How are the 2015 ECAM deferral calculations presented in your testimony?
The calculation of the 2015 ECAM deferral is contained in Exhibit No. l. A
summary of the major components is contained in Table I below. Later in my
testimony I discuss the details of the calculations contained in Exhibit No. l.
What changes to the ECAM calculation have been implemented to comply
with Commission orders from previous cases?
Consistent with the stipulation approved in Order No. 32910, Case No. PAC-E-
13-04, beginning December l, 2013, the ECAM is calculated on a total Idaho
basis; Monsanto and Agrium's share were not calculated separately. However,
separate deferral accounts have been maintained to properly account for pre-
December 2013 balances. Pursuant to Order No. 33008 in Case No. PAC-E-14-
01, the Company implemented Staffs back cast calculation to perform a check
for over/under-collection of NPC, load control costs, and RECs.

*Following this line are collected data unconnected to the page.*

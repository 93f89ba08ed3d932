use serde::Serialize;
use std::sync::Arc;
use std::time::Duration;
use tracing::{info, warn};

use crate::auth::{AuthService, Claims};
use crate::chat::usage::UsageGate;
use crate::db::PromptRecord;
use crate::error::{AppError, ProxyError};
use crate::proxy::{CompletionProvider, GenerationParams};
use crate::{with_timeout, Result};

#[derive(Debug, Clone, PartialEq, Serialize)]
pub struct ChatReply {
    pub prompt: String,
    pub response: String,
    /// Requests served today, this one included.
    pub queries: u64,
    pub balance: u64,
}

/// Extracts the token from an `Authorization: Bearer <token>` value.
pub fn bearer_token(authorization: Option<&str>) -> Result<&str> {
    let value = authorization
        .ok_or_else(|| AppError::ValidationError("Authorization header missing".into()))?;
    value
        .strip_prefix("Bearer ")
        .map(str::trim)
        .filter(|token| !token.is_empty())
        .ok_or_else(|| AppError::ValidationError("Invalid Authorization header format".into()))
}

/// Request pipeline for `/chat`: authenticate the bearer token, check the
/// caller's daily quota, forward the prompt, then record the usage.
/// Any failing step rejects the request; nothing is rolled back.
pub struct ChatGateway {
    auth: Arc<AuthService>,
    usage: UsageGate,
    completion: Arc<dyn CompletionProvider>,
    params: GenerationParams,
    completion_timeout: Duration,
}

impl ChatGateway {
    pub fn new(
        auth: Arc<AuthService>,
        usage: UsageGate,
        completion: Arc<dyn CompletionProvider>,
        params: GenerationParams,
        completion_timeout: Duration,
    ) -> Self {
        Self {
            auth,
            usage,
            completion,
            params,
            completion_timeout,
        }
    }

    pub async fn authorize(&self, authorization: Option<&str>) -> Result<Claims> {
        let token = bearer_token(authorization)?;
        self.auth.validate_token(token).await
    }

    pub async fn handle(&self, authorization: Option<&str>, prompt: Option<&str>) -> Result<ChatReply> {
        let claims = self.authorize(authorization).await?;

        let prompt = prompt
            .map(str::trim)
            .filter(|p| !p.is_empty())
            .ok_or_else(|| AppError::ValidationError("A non-empty prompt is required".into()))?;

        let used = self.usage.count_today(&claims.user).await?;
        if !self.usage.allows(used) {
            warn!("Daily quota exhausted for {} ({} used)", claims.user, used);
            return Err(AppError::QuotaExceeded);
        }

        let response = with_timeout(
            self.completion_timeout,
            self.completion.complete(prompt, &self.params),
            ProxyError::Timeout,
        )
        .await?;

        let record = PromptRecord::new(claims.sub.clone(), claims.user.clone(), prompt.to_string());
        self.usage.record(&record).await?;

        let queries = used + 1;
        info!("Served prompt {} for {} ({} today)", record.id, claims.user, queries);
        Ok(ChatReply {
            prompt: prompt.to_string(),
            response,
            queries,
            balance: self.usage.balance(queries),
        })
    }
}
use actix_web::{http::header, web, HttpRequest, HttpResponse};
use serde::Deserialize;
use tracing::info;

use crate::error::AppError;
use crate::AppState;

#[derive(Debug, Deserialize)]
pub struct ChatRequest {
    pub prompt: Option<String>,
}

pub async fn chat(
    req: HttpRequest,
    body: Option<web::Json<ChatRequest>>,
    state: web::Data<AppState>,
) -> Result<HttpResponse, AppError> {
    let authorization = req
        .headers()
        .get(header::AUTHORIZATION)
        .and_then(|h| h.to_str().ok());
    let prompt = body.as_ref().and_then(|b| b.prompt.as_deref());

    info!("Received chat request");
    let reply = state.chat_gateway.handle(authorization, prompt).await?;
    Ok(HttpResponse::Ok().json(reply))
}
use anyhow::{anyhow, bail, Context, Result};
use arboard::Clipboard;
use enigo::{Button, Coordinate, Direction, Enigo, Key, Keyboard, Mouse, Settings};
use image::RgbaImage;
use serde::Serialize;
use std::thread;
use std::time::{Duration, Instant};
use tracing::{debug, warn};
use xcap::{Monitor, Window};

#[derive(Debug, Clone, Copy, PartialEq, Eq, Serialize)]
pub struct Point {
    pub x: i32,
    pub y: i32,
}

impl std::fmt::Display for Point {
    fn fmt(&self, f: &mut std::fmt::Formatter<'_>) -> std::fmt::Result {
        write!(f, "({}, {})", self.x, self.y)
    }
}

#[derive(Debug, Clone, Copy, PartialEq, Eq, Serialize)]
pub struct Rect {
    pub x: i32,
    pub y: i32,
    pub w: u32,
    pub h: u32,
}

impl Rect {
    pub fn right(&self) -> i64 {
        i64::from(self.x) + i64::from(self.w)
    }

    pub fn bottom(&self) -> i64 {
        i64::from(self.y) + i64::from(self.h)
    }

    /// Edges are inclusive on all four sides.
    pub fn contains(&self, p: Point) -> bool {
        let (px, py) = (i64::from(p.x), i64::from(p.y));
        i64::from(self.x) <= px && px <= self.right() && i64::from(self.y) <= py && py <= self.bottom()
    }

    pub fn intersect(&self, other: &Rect) -> Option<Rect> {
        let x0 = i64::from(self.x).max(i64::from(other.x));
        let y0 = i64::from(self.y).max(i64::from(other.y));
        let x1 = self.right().min(other.right());
        let y1 = self.bottom().min(other.bottom());
        if x1 <= x0 || y1 <= y0 {
            return None;
        }
        Some(Rect {
            x: x0 as i32,
            y: y0 as i32,
            w: (x1 - x0) as u32,
            h: (y1 - y0) as u32,
        })
    }
}

#[derive(Debug, Clone, PartialEq, Eq, Serialize)]
pub struct WindowInfo {
    pub title: String,
    pub app_name: String,
    pub bounds: Rect,
    pub z: i32,
}

/// Keys that can drive paging.
#[derive(Debug, Clone, Copy, PartialEq, Eq, clap::ValueEnum, Serialize)]
#[serde(rename_all = "kebab-case")]
pub enum PageKey {
    Left,
    Right,
    Up,
    Down,
    PageUp,
    PageDown,
    Space,
}

impl PageKey {
    pub fn label(self) -> &'static str {
        match self {
            PageKey::Left => "left arrow",
            PageKey::Right => "right arrow",
            PageKey::Up => "up arrow",
            PageKey::Down => "down arrow",
            PageKey::PageUp => "page up",
            PageKey::PageDown => "page down",
            PageKey::Space => "space",
        }
    }

    fn enigo_key(self) -> Key {
        match self {
            PageKey::Left => Key::LeftArrow,
            PageKey::Right => Key::RightArrow,
            PageKey::Up => Key::UpArrow,
            PageKey::Down => Key::DownArrow,
            PageKey::PageUp => Key::PageUp,
            PageKey::PageDown => Key::PageDown,
            PageKey::Space => Key::Space,
        }
    }
}

/// Everything the capture loop needs from the desktop session.
///
/// `windows` must list windows topmost first; click-target resolution
/// relies on that order.
pub trait Desktop {
    fn press_key(&mut self, key: PageKey) -> Result<()>;
    fn click(&mut self, at: Point) -> Result<()>;
    fn focused_window(&mut self) -> Result<Option<WindowInfo>>;
    fn windows(&mut self) -> Result<Vec<WindowInfo>>;
    /// Capture via the OS "active window to clipboard" hotkey. `Ok(None)`
    /// when no image showed up before `timeout`.
    fn clipboard_capture(
        &mut self,
        window: &WindowInfo,
        timeout: Duration,
        poll: Duration,
    ) -> Result<Option<RgbaImage>>;
    fn grab_region(&mut self, region: Rect) -> Result<RgbaImage>;
}

/// First titled window containing `at`, in the given (topmost-first) order.
pub fn window_at_point(windows: &[WindowInfo], at: Point) -> Option<&WindowInfo> {
    windows
        .iter()
        .find(|w| !w.title.trim().is_empty() && w.bounds.contains(at))
}

pub struct SystemDesktop {
    enigo: Enigo,
    clipboard: Option<Clipboard>,
}

impl SystemDesktop {
    pub fn new() -> Result<Self> {
        let enigo = Enigo::new(&Settings::default())
            .map_err(|err| anyhow!("failed to open input connection: {err}"))?;
        let clipboard = match Clipboard::new() {
            Ok(clipboard) => Some(clipboard),
            Err(err) => {
                warn!("clipboard unavailable, region grabs only: {err}");
                None
            }
        };
        Ok(Self { enigo, clipboard })
    }

    fn send_capture_hotkey(&mut self) -> Result<()> {
        let print = capture_hotkey_key()?;
        self.enigo
            .key(Key::Alt, Direction::Press)
            .map_err(|err| anyhow!("alt press failed: {err}"))?;
        let result = self.enigo.key(print, Direction::Click);
        self.enigo
            .key(Key::Alt, Direction::Release)
            .map_err(|err| anyhow!("alt release failed: {err}"))?;
        result.map_err(|err| anyhow!("print-screen press failed: {err}"))
    }
}

#[cfg(target_os = "windows")]
fn capture_hotkey_key() -> Result<Key> {
    // VK_SNAPSHOT
    Ok(Key::Other(0x2C))
}

#[cfg(all(unix, not(target_os = "macos")))]
fn capture_hotkey_key() -> Result<Key> {
    // XK_Print
    Ok(Key::Other(0xff61))
}

#[cfg(target_os = "macos")]
fn capture_hotkey_key() -> Result<Key> {
    bail!("active-window clipboard capture is not available on macOS")
}

impl Desktop for SystemDesktop {
    fn press_key(&mut self, key: PageKey) -> Result<()> {
        self.enigo
            .key(key.enigo_key(), Direction::Click)
            .map_err(|err| anyhow!("key press {} failed: {err}", key.label()))
    }

    fn click(&mut self, at: Point) -> Result<()> {
        self.enigo
            .move_mouse(at.x, at.y, Coordinate::Abs)
            .map_err(|err| anyhow!("mouse move to {at} failed: {err}"))?;
        self.enigo
            .button(Button::Left, Direction::Click)
            .map_err(|err| anyhow!("click at {at} failed: {err}"))
    }

    fn focused_window(&mut self) -> Result<Option<WindowInfo>> {
        let windows = Window::all().context("failed to enumerate windows")?;
        for window in windows {
            if window.is_focused().unwrap_or(false) {
                return Ok(describe_window(&window));
            }
        }
        Ok(None)
    }

    fn windows(&mut self) -> Result<Vec<WindowInfo>> {
        let mut out: Vec<WindowInfo> = Window::all()
            .context("failed to enumerate windows")?
            .iter()
            .filter(|w| !w.is_minimized().unwrap_or(false))
            .filter_map(describe_window)
            .collect();
        out.sort_by(|a, b| b.z.cmp(&a.z));
        Ok(out)
    }

    fn clipboard_capture(
        &mut self,
        window: &WindowInfo,
        timeout: Duration,
        poll: Duration,
    ) -> Result<Option<RgbaImage>> {
        if self.clipboard.is_none() {
            return Ok(None);
        }
        if let Some(clipboard) = self.clipboard.as_mut() {
            // Stale images from an earlier page must not be mistaken for this one.
            if let Err(err) = clipboard.clear() {
                debug!("clipboard clear failed: {err}");
            }
        }
        self.send_capture_hotkey()?;

        let started = Instant::now();
        while started.elapsed() < timeout {
            if let Some(clipboard) = self.clipboard.as_mut() {
                if let Ok(data) = clipboard.get_image() {
                    if data.width > 0 && data.height > 0 {
                        let (w, h) = (data.width as u32, data.height as u32);
                        if !clipboard_fits_window(w, h, window) {
                            // Hotkey captured some other focused window.
                            debug!(
                                "clipboard image {w}x{h} differs from window {}x{}; grabbing region",
                                window.bounds.w, window.bounds.h
                            );
                            return Ok(None);
                        }
                        let image = RgbaImage::from_raw(w, h, data.bytes.into_owned())
                            .context("clipboard image buffer has unexpected length")?;
                        return Ok(Some(image));
                    }
                }
            }
            thread::sleep(poll);
        }
        Ok(None)
    }

    fn grab_region(&mut self, region: Rect) -> Result<RgbaImage> {
        let cx = region.x.saturating_add((region.w / 2) as i32);
        let cy = region.y.saturating_add((region.h / 2) as i32);
        let monitor = Monitor::from_point(cx, cy)
            .with_context(|| format!("no monitor at ({cx}, {cy})"))?;
        let screen = Rect {
            x: monitor.x().context("monitor x")?,
            y: monitor.y().context("monitor y")?,
            w: monitor.width().context("monitor width")?,
            h: monitor.height().context("monitor height")?,
        };
        let Some(visible) = region.intersect(&screen) else {
            bail!("window region {region:?} is off-screen");
        };
        let rel_x = (visible.x - screen.x) as u32;
        let rel_y = (visible.y - screen.y) as u32;
        monitor
            .capture_region(rel_x, rel_y, visible.w, visible.h)
            .with_context(|| format!("region capture failed for {visible:?}"))
    }
}

/// The active-window hotkey only counts when it captured the window we resolved.
fn clipboard_fits_window(width: u32, height: u32, window: &WindowInfo) -> bool {
    (width, height) == (window.bounds.w, window.bounds.h)
}

fn describe_window(window: &Window) -> Option<WindowInfo> {
    let bounds = Rect {
        x: window.x().ok()?,
        y: window.y().ok()?,
        w: window.width().ok()?,
        h: window.height().ok()?,
    };
    if bounds.w == 0 || bounds.h == 0 {
        return None;
    }
    Some(WindowInfo {
        title: window.title().unwrap_or_default(),
        app_name: window.app_name().unwrap_or_default(),
        bounds,
        z: window.z().unwrap_or(0),
    })
}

Lake Side 2 began commercial operation in May 2014, so beginning
January 1,2015, pursuant to the stipulation in Case No. PAC-E-13-04, the ECAM
will include a resource adder to recover the investment in the new Lake Side 2
generation facility until it is reflected in rates as a component of rate base. The
ECAM deferral will be based on the Lake Side 2 actual generation multiplied by
$1.9944WH, and capped at a total of $5.43 million or 2,729,500 MWh.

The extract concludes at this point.